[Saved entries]
- - -
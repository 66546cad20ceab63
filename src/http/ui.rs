use axum::response::Html;

static INDEX_HTML: &str = include_str!("../../static/index.html");

/// Serve the embedded page at `GET /`.
pub async fn ui_handler() -> Html<&'static str> {
    Html(INDEX_HTML)
}
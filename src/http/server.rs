//! HTTP server setup and configuration.
//!
//! # Responsibilities
//! - Create Axum Router with all handlers
//! - Wire up middleware (request ID, tracing)
//! - Bind server to listener
//! - Drain in-flight requests on shutdown

use std::sync::Arc;

use axum::{
    extract::DefaultBodyLimit,
    routing::{get, post},
    Router,
};
use tokio::net::TcpListener;
use tokio::sync::broadcast;
use tower::ServiceBuilder;
use tower_http::{
    request_id::{MakeRequestUuid, PropagateRequestIdLayer, SetRequestIdLayer},
    trace::TraceLayer,
};

use crate::config::RelayConfig;
use crate::http::handlers::{execute_handler, health_handler, not_found};
use crate::http::ui::ui_handler;
use crate::upstream::UpstreamClient;

/// Application state injected into handlers.
#[derive(Clone)]
pub struct AppState {
    pub config: Arc<RelayConfig>,
    pub upstream: Arc<UpstreamClient>,
}

/// HTTP server for the relay.
pub struct HttpServer {
    router: Router,
    config: Arc<RelayConfig>,
}

impl HttpServer {
    /// Create a new HTTP server with the given configuration.
    pub fn new(config: RelayConfig) -> Result<Self, reqwest::Error> {
        let upstream = Arc::new(UpstreamClient::new(config.upstream.clone())?);
        let config = Arc::new(config);

        let state = AppState {
            config: config.clone(),
            upstream,
        };

        let router = Self::build_router(state);
        Ok(Self { router, config })
    }

    /// Build the Axum router with all middleware layers.
    fn build_router(state: AppState) -> Router {
        let body_limit = state.config.limits.max_body_size;

        Router::new()
            .route("/", get(ui_handler))
            .route("/health", get(health_handler))
            .route("/make", post(execute_handler))
            .route("/execute", post(execute_handler))
            .fallback(not_found)
            .with_state(state)
            .layer(DefaultBodyLimit::max(body_limit))
            .layer(
                ServiceBuilder::new()
                    .layer(SetRequestIdLayer::x_request_id(MakeRequestUuid))
                    .layer(TraceLayer::new_for_http())
                    .layer(PropagateRequestIdLayer::x_request_id()),
            )
    }

    /// The fully layered router, for in-process use.
    pub fn router(&self) -> Router {
        self.router.clone()
    }

    /// Run the server until `shutdown` fires.
    pub async fn run(
        self,
        listener: TcpListener,
        mut shutdown: broadcast::Receiver<()>,
    ) -> Result<(), std::io::Error> {
        let addr = listener.local_addr()?;
        tracing::info!(
            address = %addr,
            engine = self.config.upstream.base_url().unwrap_or("(not set)"),
            "HTTP server starting"
        );

        axum::serve(listener, self.router)
            .with_graceful_shutdown(async move {
                let _ = shutdown.recv().await;
                tracing::info!("Shutdown signal received");
            })
            .await?;

        tracing::info!("HTTP server stopped");
        Ok(())
    }
}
- - -
* Problem to work on *
Would you please return all lines of the data that include the word "MakeRequestUuid"?

* Exercise solution *
    request_id::{MakeRequestUuid, PropagateRequestIdLayer, SetRequestIdLayer},
                    .layer(SetRequestIdLayer::x_request_id(MakeRequestUuid))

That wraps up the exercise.